With its ability to replicate little slivers of reservoir rocks, microfluidics is giving the oil and gas industry a new way to capture images of interactions between chemicals and hydrocarbons. The biggest advantage this emerging technology holds over more established research tools is that it can capture the images at all.
“You actually see what it looks like when the oil, water, and chemistry all interact, and that means we are making direct measurements of the performance characteristics,” explained Stuart Kinnear, the chief executive officer of Interface Fluidics.
The Edmonton, Alberta-based startup of just 3 years is generating increasing interest among operators and suppliers that want independent reviews of whether particular production-enhancing chemicals will work inside a reservoir as advertised.
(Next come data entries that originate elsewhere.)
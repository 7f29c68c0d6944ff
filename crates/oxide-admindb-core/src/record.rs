//! Typed result rows and value maps.

use std::collections::BTreeMap;

use serde::Serialize;

use crate::value::Value;

/// A row keyed by field name.
///
/// Used both for rows decoded from a query and for the value maps callers
/// pass to inserts and updates.
#[derive(Debug, Clone, Default, PartialEq, Serialize)]
#[serde(transparent)]
pub struct Record {
    values: BTreeMap<String, Value>,
}

impl Record {
    /// Creates an empty record.
    #[must_use]
    pub fn new() -> Self {
        Self::default()
    }

    /// Sets a field, returning the record for chaining.
    #[must_use]
    pub fn with(mut self, name: &str, value: impl Into<Value>) -> Self {
        self.insert(name, value);
        self
    }

    /// Sets a field, returning the previous value.
    pub fn insert(&mut self, name: &str, value: impl Into<Value>) -> Option<Value> {
        self.values.insert(name.to_string(), value.into())
    }

    /// Returns the value of a field.
    #[must_use]
    pub fn get(&self, name: &str) -> Option<&Value> {
        self.values.get(name)
    }

    /// Removes a field and returns its value.
    pub fn take(&mut self, name: &str) -> Option<Value> {
        self.values.remove(name)
    }

    /// Returns the number of fields.
    #[must_use]
    pub fn len(&self) -> usize {
        self.values.len()
    }

    /// Returns whether the record has no fields.
    #[must_use]
    pub fn is_empty(&self) -> bool {
        self.values.is_empty()
    }

    /// Iterates over `(name, value)` pairs in name order.
    pub fn iter(&self) -> impl Iterator<Item = (&str, &Value)> {
        self.values.iter().map(|(k, v)| (k.as_str(), v))
    }
}

impl<K: Into<String>> FromIterator<(K, Value)> for Record {
    fn from_iter<I: IntoIterator<Item = (K, Value)>>(iter: I) -> Self {
        Self {
            values: iter.into_iter().map(|(k, v)| (k.into(), v)).collect(),
        }
    }
}
//! SQLite dialect.
//!
//! SQLite has no boolean storage class; `TRUE`/`FALSE` are aliases for
//! `1`/`0` since 3.23, so the integers are emitted directly.

use super::Dialect;

/// SQLite literal rendering.
#[derive(Debug, Default, Clone, Copy)]
pub struct SqliteDialect;

impl SqliteDialect {
    /// Creates a new SQLite dialect.
    #[must_use]
    pub const fn new() -> Self {
        Self
    }
}

impl Dialect for SqliteDialect {
    fn name(&self) -> &'static str {
        "sqlite"
    }

    fn boolean_literal(&self, value: bool) -> &'static str {
        if value {
            "1"
        } else {
            "0"
        }
    }
}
The work places it amid a small group of firms trying to take microfluidics from its native home in the biomedical sector and into the oil field.
Interface Fluidics’ innovation is a type of microfluidic chip that is etched from a postage-stamp-sized strip of silicon and glass to form what it calls a “reservoir analogue.” Depending on the inputs, such as data obtained from rock samples or even industry literature, a blank chip can in a matter of a few hours be turned into a tiny duplicate of a porous sandstone from Alberta or the nanodarcy pathways of the Permian Basin’s Wolfcamp Shale.
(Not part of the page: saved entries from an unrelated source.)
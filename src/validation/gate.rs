/*!
 * Last check before a translated script is rebuilt.
 *
 * Every working file the reconstruction needs is validated, all of them,
 * even after a failure, so the operator sees every discrepancy in one
 * report. A single failing required file makes the whole result invalid.
 */

use std::collections::BTreeMap;
use std::fs;
use std::path::{Path, PathBuf};

use log::{debug, info, warn};
use serde::Serialize;

use super::correspondence::{CorrespondenceValidator, LineCount, ValidationReport};
use super::file_kind::{CountingRule, FileKind};
use crate::file_utils::FileManager;
use crate::multi_file;

/// Folder holding the files handed to the translator
pub const TRANSLATE_DIR: &str = "fichiers_a_traduire";

/// Folder holding extracted files that are not meant to be translated
pub const NOT_TRANSLATE_DIR: &str = "fichiers_a_ne_pas_traduire";

/// Totals over every file checked
#[derive(Debug, Clone, Default, Serialize)]
pub struct ValidationSummary {
    pub total_expected: usize,
    pub total_found: usize,
    pub files_checked: usize,
    pub errors: Vec<String>,
    pub warnings: Vec<String>,
}

/// Whole-reconstruction decision
#[derive(Debug, Clone, Default, Serialize)]
pub struct AggregateValidation {
    pub overall_valid: bool,
    pub files_validated: BTreeMap<FileKind, ValidationReport>,
    pub summary: ValidationSummary,
}

impl AggregateValidation {
    /// Kinds whose report carries at least one error
    pub fn failed_kinds(&self) -> Vec<FileKind> {
        self.files_validated
            .iter()
            .filter(|(_, report)| !report.errors.is_empty())
            .map(|(kind, _)| *kind)
            .collect()
    }

    fn record(&mut self, kind: FileKind, report: ValidationReport, counts_toward_total: bool) {
        self.summary.files_checked += 1;
        if counts_toward_total {
            self.summary.total_found += report.translation_count;
        }
        for error in &report.errors {
            self.summary.errors.push(format!("[{}] {}", kind, error));
        }
        for warning in &report.warnings {
            self.summary.warnings.push(format!("[{}] {}", kind, warning));
        }
        self.files_validated.insert(kind, report);
    }
}

/// Directory layout the working files were found in
#[derive(Debug, Clone, Copy, PartialEq, Eq)]
pub enum OutputLayout {
    /// `{root}/{game}/fichiers_a_traduire/`
    Flat,
    /// `{root}/{game}/{file_base}/fichiers_a_traduire/`
    Nested,
}

/// Where the working files of one source file live
#[derive(Debug, Clone, PartialEq, Eq)]
pub struct OutputLocation {
    pub game_dir: PathBuf,
    pub translate_dir: PathBuf,
    pub layout: OutputLayout,
}

impl OutputLocation {
    fn new(game_dir: &Path, file_base: &str, layout: OutputLayout) -> Self {
        let translate_dir = match layout {
            OutputLayout::Flat => game_dir.join(TRANSLATE_DIR),
            OutputLayout::Nested => game_dir.join(file_base).join(TRANSLATE_DIR),
        };
        Self {
            game_dir: game_dir.to_path_buf(),
            translate_dir,
            layout,
        }
    }

    /// Directories searched for the empty-text file, in order
    pub fn empty_file_dirs(&self) -> Vec<PathBuf> {
        let sibling = self
            .translate_dir
            .parent()
            .map(|parent| parent.join(NOT_TRANSLATE_DIR))
            .unwrap_or_else(|| PathBuf::from(NOT_TRANSLATE_DIR));
        vec![self.translate_dir.clone(), sibling]
    }

    fn has_any_output(&self, file_base: &str) -> bool {
        FileKind::ALL
            .iter()
            .any(|kind| FileManager::file_exists(self.translate_dir.join(kind.file_name(file_base))))
    }
}

/// Authorizes reconstruction once every required working file matches
#[derive(Debug, Clone)]
pub struct ReconstructionGate {
    temp_root: PathBuf,
    detect_duplicates: bool,
}

impl ReconstructionGate {
    /// Gate over the given temp-output root, duplicate check disabled
    pub fn new<P: Into<PathBuf>>(temp_root: P) -> Self {
        Self {
            temp_root: temp_root.into(),
            detect_duplicates: false,
        }
    }

    pub fn with_duplicate_detection(mut self, enabled: bool) -> Self {
        self.detect_duplicates = enabled;
        self
    }

    pub fn temp_root(&self) -> &Path {
        &self.temp_root
    }

    /// Find the output directory for `file_base` among the root's immediate
    /// subfolders.
    ///
    /// A folder holding the dialogue file wins, then the first folder holding
    /// any other working file of this base, then the first existing
    /// `fichiers_a_traduire` folder of either layout. Games are scanned in
    /// name order, flat layout before nested.
    pub fn locate_output(&self, file_base: &str) -> Option<OutputLocation> {
        let mut games: Vec<PathBuf> = match fs::read_dir(&self.temp_root) {
            Ok(entries) => entries
                .flatten()
                .map(|entry| entry.path())
                .filter(|path| path.is_dir())
                .collect(),
            Err(e) => {
                warn!("Cannot read temp-output root {:?}: {}", self.temp_root, e);
                return None;
            }
        };
        games.sort();

        let candidates: Vec<OutputLocation> = games
            .iter()
            .flat_map(|game| {
                [
                    OutputLocation::new(game, file_base, OutputLayout::Flat),
                    OutputLocation::new(game, file_base, OutputLayout::Nested),
                ]
            })
            .collect();

        let dialogue_name = FileKind::Dialogue.file_name(file_base);
        if let Some(found) = candidates
            .iter()
            .find(|c| FileManager::file_exists(c.translate_dir.join(&dialogue_name)))
        {
            return Some(found.clone());
        }

        if let Some(found) = candidates.iter().find(|c| c.has_any_output(file_base)) {
            return Some(found.clone());
        }

        candidates
            .into_iter()
            .find(|c| FileManager::dir_exists(&c.translate_dir))
    }

    /// Validate every working file needed to rebuild `file_base`.
    pub fn validate_before_reconstruction(
        &self,
        file_base: &str,
        extracted_count: usize,
        asterix_count: usize,
        empty_count: usize,
    ) -> AggregateValidation {
        let mut result = AggregateValidation::default();
        result.summary.total_expected = extracted_count + asterix_count + empty_count;

        let Some(location) = self.locate_output(file_base) else {
            result.summary.errors.push(format!(
                "No output folder found for '{}' under {}",
                file_base,
                self.temp_root.display()
            ));
            warn!("Reconstruction refused for {}: output folder not found", file_base);
            return result;
        };
        debug!("Working files for {} in {:?}", file_base, location.translate_dir);

        let mut overall_valid = true;

        if extracted_count > 0 {
            let path = location.translate_dir.join(FileKind::Dialogue.file_name(file_base));
            let report = Self::check_required(FileKind::Dialogue, &path, extracted_count);
            overall_valid &= report.errors.is_empty();
            result.record(FileKind::Dialogue, report, true);
        }

        if asterix_count > 0 {
            let path = location.translate_dir.join(FileKind::Asterix.file_name(file_base));
            let report = Self::check_required(FileKind::Asterix, &path, asterix_count);
            overall_valid &= report.errors.is_empty();
            result.record(FileKind::Asterix, report, true);
        }

        if self.detect_duplicates {
            let path = location.translate_dir.join(FileKind::Duplicates.file_name(file_base));
            result.record(FileKind::Duplicates, Self::check_duplicates(&path), false);
        }

        if empty_count > 0 {
            let file_name = FileKind::Empty.file_name(file_base);
            let dirs = location.empty_file_dirs();
            let path = dirs
                .iter()
                .map(|dir| dir.join(&file_name))
                .find(|path| FileManager::file_exists(path))
                .unwrap_or_else(|| dirs[0].join(&file_name));
            let report = Self::check_required(FileKind::Empty, &path, empty_count);
            overall_valid &= report.errors.is_empty();
            result.record(FileKind::Empty, report, true);
        }

        result.overall_valid = overall_valid;
        info!(
            "Reconstruction check for {}: {} ({} file(s), {}/{} unit(s))",
            file_base,
            if overall_valid { "passed" } else { "failed" },
            result.summary.files_checked,
            result.summary.total_found,
            result.summary.total_expected
        );
        result
    }

    fn check_required(kind: FileKind, path: &Path, expected: usize) -> ValidationReport {
        if !FileManager::file_exists(path) {
            return ValidationReport::failed(format!(
                "Required {} file missing: {}",
                kind,
                path.display()
            ));
        }
        CorrespondenceValidator::validate_file_correspondence(expected, path)
    }

    /// Presence check only; the count is informational
    fn check_duplicates(path: &Path) -> ValidationReport {
        if !FileManager::file_exists(path) {
            return ValidationReport {
                valid: true,
                warnings: vec![format!("Duplicates file not found: {}", path.display())],
                ..Default::default()
            };
        }

        let folder = path.parent().unwrap_or_else(|| Path::new("."));
        let base_filename = path
            .file_name()
            .map(|n| n.to_string_lossy().into_owned())
            .unwrap_or_default();
        let lines = multi_file::load_all_lines(folder, &base_filename);
        let count = LineCount::of(&lines, CountingRule::NonBlank);

        ValidationReport {
            valid: true,
            translation_count: count.units,
            empty_lines: count.blank,
            ..Default::default()
        }
    }
}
So far, more than 20 different types of formations have been replicated for projects involving heavy-oil extraction, hydraulic fracturing fluid analysis, and enhanced oil recovery (EOR) for shale.
“We can also copy-and-paste to make a hundred or a thousand copies if you wanted to,” added Kinnear, highlighting another advantage that microfluidics offers over relying solely on analysis of real rock samples: repeatability. Thanks to the chip-making process, “you know the only thing you are changing run to run is the chemistry.”
To simulate reservoir-like conditions, the chips are heated, pressurized, and loaded with samples of the crude and water from the look-alike’s actual field. Videos taken as chemicals are introduced reveal how the medley of fluids mobilize around the artificial pore structures and get oil flowing, or not. Kinnear described this element as the technology’s “killer app.”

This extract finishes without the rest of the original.